:: RECORDED DATA

#![cfg(not(target_arch = "wasm32"))]

mod support;

use std::rc::Rc;

use altenergy_viz::affordance::{CursorSink, CursorStyle, HighlightGroup};
use altenergy_viz::camera::Camera;
use altenergy_viz::input::{InputHub, Pointer, SliderInput};
use altenergy_viz::lifecycle::{FrameScheduler, Scene, SceneHandle};
use altenergy_viz::scenes::{
    ease_toward, explosion_factor, label_index, pick, ExplodedScene, GlobeScene, Hotspot,
    HotspotMotion, OrbitalScene, EXPLOSION_AMPLITUDE, LIGHT_SMOOTHING, STAGE_LABELS,
    TILT_SMOOTHING,
};
use altenergy_viz::surface::{Primitive, SurfaceRect};
use glam::{Vec2, Vec3};
use proptest::prelude::*;
use support::{rect, ManualFrames, RecordingCursor, RecordingHighlights, RecordingSurface};

proptest! {
    #[test]
    fn light_approaches_target_without_overshoot(
        tx in -2.0f32..2.0, ty in -2.0f32..2.0, sx in -2.0f32..2.0, sy in -2.0f32..2.0,
    ) {
        let target = Vec3::new(tx, ty, 0.8);
        let mut light = Vec3::new(sx, sy, 0.8);
        let mut distance = light.distance(target);
        for _ in 0..200 {
            let next = ease_toward(light, target, LIGHT_SMOOTHING);
            let next_distance = next.distance(target);
            prop_assert!(next_distance <= distance + 1e-6);
            // Same side of the target on every axis.
            prop_assert!((next.x - target.x) * (light.x - target.x) >= 0.0);
            prop_assert!((next.y - target.y) * (light.y - target.y) >= 0.0);
            light = next;
            distance = next_distance;
        }
        prop_assert!(distance <= 6.0 * 0.95f32.powi(200) + 1e-4);
    }
}

#[test]
fn orbital_light_eases_toward_pointer() {
    let frames = ManualFrames::new();
    let hub = InputHub::new();
    let (surface, log) = RecordingSurface::new(rect(500.0, 500.0));
    let scheduler: Rc<dyn FrameScheduler> = frames.clone();
    let scene = SceneHandle::create(OrbitalScene::new(), surface, scheduler, &hub, Vec::new());

    hub.publish_pointer(Pointer::from_client(1000.0, 500.0, 1000.0, 1000.0));
    let target = OrbitalScene::light_target(Vec2::new(1.0, 0.0));
    scene.start();

    frames.run_frame(0.0);
    let first = scene.with_model(|m| m.light());
    assert!((first.x - target.x * LIGHT_SMOOTHING).abs() < 1e-6);

    frames.run_frames(400);
    let settled = scene.with_model(|m| m.light());
    assert!(settled.distance(target) < 1e-3);
    assert!(settled.x <= target.x);

    let rotation = scene.with_model(|m| m.rotation());
    assert!(rotation.y > 0.0 && rotation.x > 0.0);
    assert!(log.borrow().last_frame.iter().any(|b| b.primitive == Primitive::Triangles));
}

#[test]
fn label_thresholds() {
    assert_eq!(label_index(0.0), 0);
    assert_eq!(label_index(32.9), 0);
    assert_eq!(label_index(33.0), 1);
    assert_eq!(label_index(50.0), 1);
    assert_eq!(label_index(65.9), 1);
    assert_eq!(label_index(66.0), 2);
    assert_eq!(label_index(100.0), 2);
}

#[test]
fn explosion_scales_with_slider() {
    assert_eq!(explosion_factor(0.0), 1.0);
    assert_eq!(explosion_factor(50.0), 0.5);
    assert_eq!(explosion_factor(100.0), 0.0);
}

struct Exploded {
    frames: Rc<ManualFrames>,
    hub: InputHub,
    slider: SliderInput,
    labels: Rc<RecordingHighlights>,
    scene: SceneHandle<ExplodedScene>,
}

fn exploded(initial: f64) -> Exploded {
    let frames = ManualFrames::new();
    let hub = InputHub::new();
    let slider = SliderInput::new(initial);
    let labels = RecordingHighlights::new(&STAGE_LABELS);
    let group: Rc<dyn HighlightGroup> = labels.clone();
    let (surface, _log) = RecordingSurface::new(rect(400.0, 300.0));
    let scheduler: Rc<dyn FrameScheduler> = frames.clone();
    let scene = SceneHandle::create(
        ExplodedScene::new(slider.clone(), Some(group)),
        surface,
        scheduler,
        &hub,
        Vec::new(),
    );
    scene.start();
    Exploded {
        frames,
        hub,
        slider,
        labels,
        scene,
    }
}

#[test]
fn fully_exploded_at_zero() {
    let rig = exploded(0.0);
    rig.frames.run_frames(3);
    let (offsets, directions, rotation, label) = rig.scene.with_model(|m| {
        (
            m.offsets(),
            m.components().iter().map(|c| c.direction).collect::<Vec<_>>(),
            m.rotation(),
            m.active_label().map(str::to_string),
        )
    });
    for (offset, direction) in offsets.iter().zip(&directions) {
        assert!(offset.distance(*direction * EXPLOSION_AMPLITUDE) < 1e-6);
    }
    assert!(rotation > 0.0);
    assert_eq!(label.as_deref(), Some(STAGE_LABELS[0]));
    assert_eq!(rig.labels.active(), vec![STAGE_LABELS[0].to_string()]);
}

#[test]
fn half_way_and_assembled() {
    let rig = exploded(50.0);
    rig.frames.run_frame(0.0);
    let half = rig.scene.with_model(|m| m.offsets());
    let directions = rig.scene.with_model(|m| {
        m.components().iter().map(|c| c.direction).collect::<Vec<_>>()
    });
    for (offset, direction) in half.iter().zip(&directions) {
        assert!(offset.distance(*direction * EXPLOSION_AMPLITUDE * 0.5) < 1e-6);
    }
    assert_eq!(rig.labels.active(), vec![STAGE_LABELS[1].to_string()]);

    rig.slider.set(100.0);
    rig.frames.run_frame(16.0);
    let before = rig.scene.with_model(|m| m.rotation());
    rig.frames.run_frames(10);
    rig.scene.with_model(|m| {
        assert!(m.offsets().iter().all(|o| o.length() < 1e-6));
        assert!(m.is_settled());
        assert_eq!(m.rotation(), before);
        assert_eq!(m.active_label(), Some(STAGE_LABELS[2]));
    });
    assert_eq!(rig.labels.active(), vec![STAGE_LABELS[2].to_string()]);
}

#[test]
fn tilt_eases_toward_pointer() {
    let rig = exploded(100.0);
    rig.hub.publish_pointer(Pointer::from_client(1000.0, 0.0, 1000.0, 1000.0));
    rig.frames.run_frame(0.0);
    let first = rig.scene.with_model(|m| m.tilt());
    assert!((first.x - 0.25 * TILT_SMOOTHING).abs() < 1e-6);
    assert!((first.y - 0.25 * TILT_SMOOTHING).abs() < 1e-6);

    rig.frames.run_frames(400);
    let settled = rig.scene.with_model(|m| m.tilt());
    assert!(settled.distance(Vec3::new(0.25, 0.25, 0.0)) < 1e-3);
}

#[test]
fn rotation_stops_at_settle_point() {
    let rig = exploded(89.0);
    rig.frames.run_frame(0.0);
    let spinning = rig.scene.with_model(|m| m.rotation());
    assert!(spinning > 0.0);

    rig.slider.set(90.0);
    rig.frames.run_frames(5);
    assert_eq!(rig.scene.with_model(|m| m.rotation()), spinning);
}

#[test]
fn boundary_values_pick_upper_label() {
    let rig = exploded(33.0);
    rig.frames.run_frame(0.0);
    assert_eq!(rig.labels.active(), vec![STAGE_LABELS[1].to_string()]);
    rig.slider.set(66.0);
    rig.frames.run_frame(16.0);
    assert_eq!(rig.labels.active(), vec![STAGE_LABELS[2].to_string()]);
}

#[test]
fn labels_only_pushed_on_change() {
    let rig = exploded(10.0);
    rig.frames.run_frames(20);
    assert_eq!(rig.labels.calls(), 1);
}

#[test]
fn missing_slider_and_labels_still_render() {
    let frames = ManualFrames::new();
    let hub = InputHub::new();
    let (surface, log) = RecordingSurface::new(rect(400.0, 300.0));
    let scheduler: Rc<dyn FrameScheduler> = frames.clone();
    let scene = SceneHandle::create(
        ExplodedScene::new(SliderInput::detached(), None),
        surface,
        scheduler,
        &hub,
        Vec::new(),
    );
    scene.start();
    frames.run_frames(3);
    assert_eq!(log.borrow().draws, 3);
    assert_eq!(scene.with_model(|m| m.active_label().map(str::to_string)), Some("isotope".into()));
}

#[test]
fn slider_input_clamps() {
    let slider = SliderInput::new(140.0);
    assert_eq!(slider.get(), 100.0);
    slider.set(-3.0);
    assert_eq!(slider.get(), 0.0);
    slider.set(f64::NAN);
    assert_eq!(slider.get(), 0.0);
}

fn project(camera: &Camera, point: Vec3) -> Vec2 {
    let clip = camera.view_proj() * point.extend(1.0);
    Vec2::new(clip.x / clip.w, clip.y / clip.w)
}

/// Client position inside `bounds` that lands on `ndc`.
fn client_for(bounds: SurfaceRect, ndc: Vec2) -> (f64, f64) {
    let x = bounds.left + (ndc.x + 1.0) / 2.0 * bounds.width;
    let y = bounds.top + (1.0 - ndc.y) / 2.0 * bounds.height;
    (x as f64, y as f64)
}

struct Globe {
    frames: Rc<ManualFrames>,
    hub: InputHub,
    cursor: Rc<RecordingCursor>,
    highlights: Rc<RecordingHighlights>,
    scene: SceneHandle<GlobeScene>,
    bounds: SurfaceRect,
}

fn globe(hotspots: Vec<Hotspot>) -> Globe {
    let frames = ManualFrames::new();
    let hub = InputHub::new();
    let cursor = RecordingCursor::new();
    let keys: Vec<&str> = hotspots.iter().map(|h| h.id).collect();
    let highlights = RecordingHighlights::new(&keys);
    let bounds = SurfaceRect::new(100.0, 50.0, 600.0, 400.0);
    let (surface, _log) = RecordingSurface::new(bounds);
    let scheduler: Rc<dyn FrameScheduler> = frames.clone();
    let group: Rc<dyn HighlightGroup> = highlights.clone();
    let sink: Rc<dyn CursorSink> = cursor.clone();
    let scene = SceneHandle::create(
        GlobeScene::with_hotspots(hotspots, Some(group), sink),
        surface,
        scheduler,
        &hub,
        Vec::new(),
    );
    Globe {
        frames,
        hub,
        cursor,
        highlights,
        scene,
        bounds,
    }
}

fn aim_at(rig: &Globe, point: Vec3) {
    let ndc = rig.scene.with_model(|m| project(m.camera(), point));
    let (x, y) = client_for(rig.bounds, ndc);
    rig.hub.publish_pointer(Pointer::from_client(x, y, 1280.0, 800.0));
}

fn fixed_hotspots() -> Vec<Hotspot> {
    vec![
        Hotspot::fixed("defense", Vec3::new(-1.0, 0.5, 1.7)),
        Hotspot::fixed("medical", Vec3::new(1.0, -0.5, 1.7)),
        Hotspot::fixed("industrial", Vec3::new(0.0, 1.2, 1.2)),
    ]
}

#[test]
fn hovering_one_hotspot_highlights_only_it() {
    let rig = globe(fixed_hotspots());
    rig.scene.start();
    aim_at(&rig, Vec3::new(1.0, -0.5, 1.7));
    rig.frames.run_frame(0.0);

    assert_eq!(rig.scene.with_model(|m| m.active()), Some("medical"));
    assert_eq!(rig.highlights.active(), vec!["medical".to_string()]);
    assert_eq!(rig.cursor.current(), CursorStyle::Pointer);

    aim_at(&rig, Vec3::new(-1.0, 0.5, 1.7));
    rig.frames.run_frame(16.0);
    assert_eq!(rig.highlights.active(), vec!["defense".to_string()]);
    assert_eq!(rig.cursor.current(), CursorStyle::Pointer);
}

#[test]
fn empty_space_clears_highlight_and_cursor() {
    let rig = globe(fixed_hotspots());
    rig.scene.start();
    aim_at(&rig, Vec3::new(0.0, 1.2, 1.2));
    rig.frames.run_frame(0.0);
    assert_eq!(rig.highlights.active(), vec!["industrial".to_string()]);

    aim_at(&rig, Vec3::new(-1.5, -1.5, 0.0));
    rig.frames.run_frame(16.0);
    assert!(rig.highlights.active().is_empty());
    assert_eq!(rig.cursor.current(), CursorStyle::Default);
    assert_eq!(rig.scene.with_model(|m| m.active()), None);
}

#[test]
fn pointer_outside_surface_hits_nothing() {
    let rig = globe(fixed_hotspots());
    rig.scene.start();
    rig.hub.publish_pointer(Pointer::from_client(5.0, 5.0, 1280.0, 800.0));
    rig.frames.run_frame(0.0);
    assert!(rig.highlights.active().is_empty());
    assert_eq!(rig.highlights.calls(), 1);
    assert_eq!(rig.cursor.changes(), 0);
}

#[test]
fn stop_and_cleanup_restore_default_cursor() {
    let rig = globe(fixed_hotspots());
    rig.scene.start();
    aim_at(&rig, Vec3::new(1.0, -0.5, 1.7));
    rig.frames.run_frame(0.0);
    assert_eq!(rig.cursor.current(), CursorStyle::Pointer);

    rig.scene.stop();
    assert_eq!(rig.cursor.current(), CursorStyle::Default);
    assert!(rig.highlights.active().is_empty());

    rig.scene.start();
    rig.frames.run_frame(16.0);
    assert_eq!(rig.cursor.current(), CursorStyle::Pointer);
    rig.scene.cleanup();
    assert_eq!(rig.cursor.current(), CursorStyle::Default);
}

#[test]
fn nearest_hotspot_wins() {
    let near = Hotspot::fixed("near", Vec3::new(0.0, 0.0, 2.0));
    let far = Hotspot::fixed("far", Vec3::new(0.0, 0.0, -2.0));
    let camera = Camera::new(Vec3::new(0.0, 0.0, 6.0), Vec3::ZERO, 45.0);
    let ray = camera.ray(Vec2::ZERO);
    assert_eq!(pick(&ray, &[far.clone(), near.clone()]), Some(1));
    assert_eq!(pick(&ray, &[near, far]), Some(0));
    assert_eq!(pick(&camera.ray(Vec2::new(0.9, 0.9)), &fixed_hotspots()), None);
}

#[test]
fn orbiting_hotspot_follows_wall_clock() {
    let mut satellite = Hotspot::orbiting("space", 2.0, 0.3, 1000.0);
    assert!(matches!(satellite.motion, HotspotMotion::Orbit { .. }));
    let start = satellite.position;
    satellite.update(250.0);
    let quarter = satellite.position;
    assert!(start.distance(quarter) > 1.0);
    assert!((quarter.length_squared() - (4.0 + 0.09)).abs() < 1e-4);
    satellite.update(1000.0);
    assert!(satellite.position.distance(start) < 1e-4);

    let mut fixed = Hotspot::fixed("defense", Vec3::X);
    fixed.update(5000.0);
    assert_eq!(fixed.position, Vec3::X);
}

#[test]
fn application_globe_rotates_and_draws_markers() {
    let frames = ManualFrames::new();
    let hub = InputHub::new();
    let cursor: Rc<dyn CursorSink> = RecordingCursor::new();
    let (surface, log) = RecordingSurface::new(rect(600.0, 600.0));
    let scheduler: Rc<dyn FrameScheduler> = frames.clone();
    let scene = SceneHandle::create(GlobeScene::new(None, cursor), surface, scheduler, &hub, Vec::new());
    scene.start();
    frames.run_frames(10);

    assert!(scene.with_model(|m| m.rotation()) > 0.0);
    let ids: Vec<_> = scene.with_model(|m| m.hotspots().iter().map(|h| h.id).collect());
    assert_eq!(ids, vec!["space", "defense", "medical", "industrial"]);
    let markers = log
        .borrow()
        .last_frame
        .iter()
        .filter(|b| b.primitive == Primitive::Points && b.vertices == 1)
        .count();
    assert_eq!(markers, 4);
}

::::

» **ASSIGNMENT**
The lines above that hold the word "quarter" are the ones to copy.

» **RESULT OF THE EXERCISE**
    let quarter = satellite.position;
    assert!(start.distance(quarter) > 1.0);
    assert!((quarter.length_squared() - (4.0 + 0.09)).abs() < 1e-4);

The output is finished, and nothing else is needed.